Cooke has tried a dozen cases to verdict, both criminal and civil, and has successfully briefed and argued cases before United States Courts of Appeals. “It’s a thrill to tell clients’ stories and to advocate effectively for them,” he says. “It takes perseverance, credibility with judge and jury, creativity, good judgment, love of the work, and passion for it.” What sets Cooke apart is the depth of his experience in three areas: his trial and other courtroom experience, in civil matters as well as criminal cases; his experience working with what he believes is the greatest collection of trial attorneys in the country, Assistant U.S. Attorneys; and his experience advocating in one of the most sophisticated and competitive venues in the country, the federal district court in Chicago.
The key to winning trials, Cooke says, is developing a strategy that is both comprehensive and nimble.

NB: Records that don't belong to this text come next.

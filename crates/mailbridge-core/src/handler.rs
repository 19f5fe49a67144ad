//! One inbox fetch, from request body to HTTP status and response body.
//!
//! [`fetch_inbox`] runs the pipeline: connect, log in, select, search,
//! fetch, log out. [`handle`] wraps it with the failure policy:
//!
//! | Outcome                    | Status | `success` | `emails`        |
//! |----------------------------|--------|-----------|-----------------|
//! | messages fetched           | 200    | true      | the batch       |
//! | blank or rejected login    | 401    | false     | empty           |
//! | other failure, substitute  | 200    | true      | sample messages |
//! | other failure, strict      | 500    | false     | empty           |
//! | missing or malformed body  | 500    | false     | empty           |

use std::time::Duration;

use chrono::Utc;
use serde::{Deserialize, Serialize};
use tracing::{error, info, warn};

use crate::auth::{authenticate, connect, validate_credentials};
use crate::error::{InboxError, Result};
use crate::fallback::mock_batch;
use crate::fetcher::fetch_messages;
use crate::model::{ConnectionConfig, MailMessage};
use crate::session::{MAX_MESSAGES, RECENT_FALLBACK_LIMIT, open_inbox};

/// What to do with failures that are not authentication failures.
#[derive(Debug, Clone, Copy, Default, PartialEq, Eq)]
pub enum FallbackPolicy {
    /// Answer 200 with the sample messages and the error text.
    #[default]
    Substitute,
    /// Answer 500 with the error text.
    Strict,
}

/// Tuning for one fetch.
#[derive(Debug, Clone)]
pub struct FetchOptions {
    /// TCP connect plus TLS handshake.
    pub connect_timeout: Duration,
    /// Greeting and each command exchange.
    pub io_timeout: Duration,
    /// The whole fetch, login to logout.
    pub deadline: Duration,
    /// Failure policy.
    pub policy: FallbackPolicy,
    /// Mailbox to read.
    pub mailbox: String,
    /// Highest `SEARCH ALL` results kept when nothing is recent.
    pub recent_fallback_limit: usize,
    /// Cap on messages per fetch.
    pub max_messages: usize,
}

impl Default for FetchOptions {
    fn default() -> Self {
        Self {
            connect_timeout: Duration::from_secs(30),
            io_timeout: Duration::from_secs(60),
            deadline: Duration::from_secs(120),
            policy: FallbackPolicy::default(),
            mailbox: "INBOX".to_string(),
            recent_fallback_limit: RECENT_FALLBACK_LIMIT,
            max_messages: MAX_MESSAGES,
        }
    }
}

/// Result of one fetch.
#[derive(Debug, Clone, Default, PartialEq, Eq)]
pub struct FetchBatch {
    /// Messages in ascending sequence order.
    pub messages: Vec<MailMessage>,
    /// FETCH commands issued.
    pub attempted: usize,
    /// Attempts that produced no message.
    pub dropped: usize,
}

/// Request body: `{ "imap_config": { ... } }`.
#[derive(Debug, Clone, Default, Deserialize)]
pub struct FetchRequest {
    /// Connection settings. Absent or `null` is a request error.
    #[serde(default)]
    pub imap_config: Option<ConnectionConfig>,
}

impl FetchRequest {
    /// Parses a JSON request body.
    ///
    /// # Errors
    ///
    /// Returns [`InboxError::Unclassified`] if the body is not a JSON object
    /// of the expected shape.
    pub fn from_json(body: &[u8]) -> Result<Self> {
        serde_json::from_slice(body)
            .map_err(|e| InboxError::Unclassified(format!("Invalid request body: {e}")))
    }
}

/// Response body.
#[derive(Debug, Clone, PartialEq, Eq, Serialize, Deserialize)]
#[serde(rename_all = "camelCase")]
pub struct FetchResponse {
    /// False for authentication failures and strict-mode failures.
    pub success: bool,
    /// Fetched (or sample) messages.
    pub emails: Vec<MailMessage>,
    /// `emails.len()`.
    pub count: usize,
    /// Failure text, also present when sample messages were substituted.
    #[serde(default, skip_serializing_if = "Option::is_none")]
    pub error: Option<String>,
    /// Present and true only for authentication failures.
    #[serde(default, skip_serializing_if = "Option::is_none")]
    pub auth_error: Option<bool>,
}

impl FetchResponse {
    fn fetched(emails: Vec<MailMessage>) -> Self {
        Self {
            success: true,
            count: emails.len(),
            emails,
            error: None,
            auth_error: None,
        }
    }

    fn substituted(emails: Vec<MailMessage>, error: &InboxError) -> Self {
        Self {
            error: Some(error.to_string()),
            ..Self::fetched(emails)
        }
    }

    fn failed(error: &InboxError) -> Self {
        Self {
            success: false,
            emails: Vec::new(),
            count: 0,
            error: Some(error.to_string()),
            auth_error: error.is_auth().then_some(true),
        }
    }
}

/// Status code of a [`FetchResponse`].
#[derive(Debug, Clone, Copy, PartialEq, Eq)]
pub enum HttpStatus {
    /// 200.
    Ok,
    /// 401.
    Unauthorized,
    /// 500.
    InternalServerError,
}

impl HttpStatus {
    /// Numeric status code.
    #[must_use]
    pub const fn code(self) -> u16 {
        match self {
            Self::Ok => 200,
            Self::Unauthorized => 401,
            Self::InternalServerError => 500,
        }
    }
}

/// Fetches the inbox described by `config`.
///
/// Credentials are checked before any I/O. The pipeline runs under
/// `options.deadline`; on expiry the connection is dropped without LOGOUT.
///
/// # Errors
///
/// Returns the classified failure; see [`InboxError`].
pub async fn fetch_inbox(config: &ConnectionConfig, options: &FetchOptions) -> Result<FetchBatch> {
    validate_credentials(config)?;

    tokio::time::timeout(options.deadline, run_pipeline(config, options))
        .await
        .unwrap_or_else(|_| {
            Err(InboxError::Unclassified(format!(
                "Inbox fetch did not finish within {:?}",
                options.deadline
            )))
        })
}

async fn run_pipeline(config: &ConnectionConfig, options: &FetchOptions) -> Result<FetchBatch> {
    let client = connect(config, options).await?;
    let client = authenticate(client, config).await?;
    let (mut client, seqs) = open_inbox(client, options).await?;

    let batch = fetch_messages(&mut client, &seqs, Utc::now()).await;
    client.logout().await;
    Ok(batch)
}

/// Handles one request: runs the fetch and applies the failure policy.
pub async fn handle(request: FetchRequest, options: &FetchOptions) -> (HttpStatus, FetchResponse) {
    let Some(config) = request.imap_config else {
        let err = InboxError::Unclassified("Missing imap_config in request body".to_string());
        error!(error = %err, "rejecting request");
        return (HttpStatus::InternalServerError, FetchResponse::failed(&err));
    };

    match fetch_inbox(&config, options).await {
        Ok(batch) => {
            info!(
                host = %config.host,
                count = batch.messages.len(),
                attempted = batch.attempted,
                dropped = batch.dropped,
                "inbox fetched"
            );
            (HttpStatus::Ok, FetchResponse::fetched(batch.messages))
        }
        Err(err) if err.is_auth() => {
            warn!(host = %config.host, user = %config.user, error = %err, "authentication failed");
            (HttpStatus::Unauthorized, FetchResponse::failed(&err))
        }
        Err(err) => match options.policy {
            FallbackPolicy::Substitute => {
                warn!(
                    host = %config.host,
                    error = %err,
                    "inbox unavailable, serving sample messages"
                );
                (
                    HttpStatus::Ok,
                    FetchResponse::substituted(mock_batch(Utc::now()), &err),
                )
            }
            FallbackPolicy::Strict => {
                error!(host = %config.host, error = %err, "inbox fetch failed");
                (HttpStatus::InternalServerError, FetchResponse::failed(&err))
            }
        },
    }
}

/// Parses a raw request body and handles it.
///
/// A body that is not valid JSON is answered like a missing configuration.
pub async fn handle_body(body: &[u8], options: &FetchOptions) -> (HttpStatus, FetchResponse) {
    match FetchRequest::from_json(body) {
        Ok(request) => handle(request, options).await,
        Err(err) => {
            error!(error = %err, "rejecting request");
            (HttpStatus::InternalServerError, FetchResponse::failed(&err))
        }
    }
}

#[cfg(test)]
#[allow(clippy::unwrap_used)]
mod tests {
    use super::*;

    fn request(json: &str) -> FetchRequest {
        FetchRequest::from_json(json.as_bytes()).unwrap()
    }

    #[test]
    fn test_request_parsing() {
        let req = request(r#"{"imap_config":{"host":"h","port":993,"user":"u","pass":"p"}}"#);
        assert_eq!(req.imap_config.unwrap().host, "h");

        assert!(request("{}").imap_config.is_none());
        assert!(request(r#"{"imap_config":null}"#).imap_config.is_none());
        assert!(FetchRequest::from_json(b"not json").is_err());
    }

    #[test]
    fn test_response_shape() {
        let failed = FetchResponse::failed(&InboxError::Authentication("bad".into()));
        let json = serde_json::to_value(&failed).unwrap();
        assert_eq!(json["success"], false);
        assert_eq!(json["authError"], true);
        assert_eq!(json["count"], 0);
        assert_eq!(json["emails"], serde_json::json!([]));

        let fetched = serde_json::to_value(FetchResponse::fetched(Vec::new())).unwrap();
        assert!(fetched.get("error").is_none());
        assert!(fetched.get("authError").is_none());

        let strict = serde_json::to_value(FetchResponse::failed(&InboxError::Connection(
            "refused".into(),
        )))
        .unwrap();
        assert!(strict.get("authError").is_none());
    }

    #[test]
    fn test_status_codes() {
        assert_eq!(HttpStatus::Ok.code(), 200);
        assert_eq!(HttpStatus::Unauthorized.code(), 401);
        assert_eq!(HttpStatus::InternalServerError.code(), 500);
    }

    #[tokio::test]
    async fn test_blank_credentials_are_401_without_fallback() {
        let req = request(r#"{"imap_config":{"host":"imap.example.com","port":993}}"#);
        let (status, response) = handle(req, &FetchOptions::default()).await;

        assert_eq!(status, HttpStatus::Unauthorized);
        assert!(!response.success);
        assert_eq!(response.auth_error, Some(true));
        assert!(response.emails.is_empty());
    }

    #[tokio::test]
    async fn test_missing_config_is_500() {
        let (status, response) = handle(request("{}"), &FetchOptions::default()).await;
        assert_eq!(status, HttpStatus::InternalServerError);
        assert!(!response.success);
        assert!(response.auth_error.is_none());

        let (status, _) = handle_body(b"{", &FetchOptions::default()).await;
        assert_eq!(status, HttpStatus::InternalServerError);
    }

    #[tokio::test(start_paused = true)]
    async fn test_deadline_is_unclassified() {
        let listener = tokio::net::TcpListener::bind("127.0.0.1:0").await.unwrap();
        let port = listener.local_addr().unwrap().port();
        // Accepts and never greets.
        let _server = tokio::spawn(async move {
            let (_socket, _) = listener.accept().await.unwrap();
            std::future::pending::<()>().await;
        });

        let options = FetchOptions {
            deadline: Duration::from_secs(5),
            ..FetchOptions::default()
        };
        let err = fetch_inbox(&ConnectionConfig::new("127.0.0.1", port, "u", "p"), &options)
            .await
            .unwrap_err();
        assert!(matches!(err, InboxError::Unclassified(_)));
    }
}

“Winning a trial requires you to have a vision for your client and to develop a strategy for that vision. In every case, I determine my trial strategy by thinking what facts, witnesses, evidence, arguments will be compelling and most persuasive to a judge and jury. I poke holes in them, test them with other people, discard some, build better strategies—testing, refining, and strengthening the strategies until all other opportunities to advocate for my client have been exhausted.”
Cooke joined Bergeson, LLP in January, 2022, leaving his position as a federal prosecutor to return to civil litigation. The firm, which has been among Silicon Valley’s leading law firms since its founding in 1990, handles all aspects of business litigation, with emphases in intellectual property, commercial litigation, M&A dispute resolution, securities and derivative litigation, white-collar defense, media law, and employment law. The firm also has extensive experience conducting internal investigations on behalf of audit committees and special litigation committees for public and privately held companies.

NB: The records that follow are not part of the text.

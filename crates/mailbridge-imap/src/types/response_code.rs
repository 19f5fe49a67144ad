//! Bracketed response codes (`[UIDVALIDITY 3857529045]` and friends).

/// Response code carried in `OK`/`NO`/`BAD` text.
#[derive(Debug, Clone, PartialEq, Eq)]
pub enum ResponseCode {
    /// Human-readable alert the client must show.
    Alert,
    /// Credentials were rejected (RFC 5530).
    AuthenticationFailed,
    /// Server capabilities.
    Capability(Vec<String>),
    /// Mailbox was opened read-only.
    ReadOnly,
    /// Mailbox was opened read-write.
    ReadWrite,
    /// UIDVALIDITY of the selected mailbox.
    UidValidity(u32),
    /// Predicted next UID.
    UidNext(u32),
    /// First unseen message.
    Unseen(u32),
    /// Anything else; the atom is kept verbatim.
    Other(String),
}
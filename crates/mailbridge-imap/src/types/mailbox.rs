//! Mailbox state reported by SELECT.

use super::Flags;

/// Mailbox snapshot collected from the untagged data of a SELECT.
#[derive(Debug, Clone, Default, PartialEq, Eq)]
pub struct MailboxStatus {
    /// Number of messages in the mailbox.
    pub exists: u32,
    /// Number of messages with the `\Recent` flag.
    pub recent: u32,
    /// Flags defined for the mailbox.
    pub flags: Flags,
    /// UIDVALIDITY value, if announced.
    pub uid_validity: Option<u32>,
    /// Predicted next UID, if announced.
    pub uid_next: Option<u32>,
    /// First unseen sequence number, if announced.
    pub unseen: Option<u32>,
    /// True when the server opened the mailbox read-only.
    pub read_only: bool,
}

“Multiple elements attracted me to the Bergeson firm,” Cooke says. “It is a litigation boutique made of real trial lawyers. They are highly skilled, seasoned lawyers who have the trial lawyer ethos that I encountered working in the U.S. Attorney’s Office . I’m working with like-minded people at Bergeson, very able trial attorneys, like the ones I saw in the government, it’s just in private practice. Trying to replicate the working experience and quality of lawyering that I found in the U.S. Attorney’s Office, I found that at Bergeson.”
At Bergeson, Cooke represents clients in high-stakes civil litigation, criminal and regulatory matters, and corporate investigations. The fast pace of Silicon Valley means having to keep up with the frequent changes in business and technology.
“To be effective advocates for our clients, trial attorneys in Silicon Valley must not only quickly understand their clients’ unique position and needs, but also see how their position and needs might change as early as tomorrow and identify ways to add value in fast changing circumstances,” he explains.
“I like handling business disputes and white-collar matters that can benefit from someone with substantial trial experience,” he says. “I help clients navigate the dispute up through trial if that’s necessary and can use my experience to guide a resolution short of trial.”
A work-life balance can be elusive. Cooke says that during the racketeering trial, his life and the life of the trial were one in the same, but he wouldn’t change a thing.
“I love the work,” he concludes. “The stress doesn’t feel like negative stress. I’m focused on doing the best for my client. It’s exciting to have to think about it, it’s a privilege.”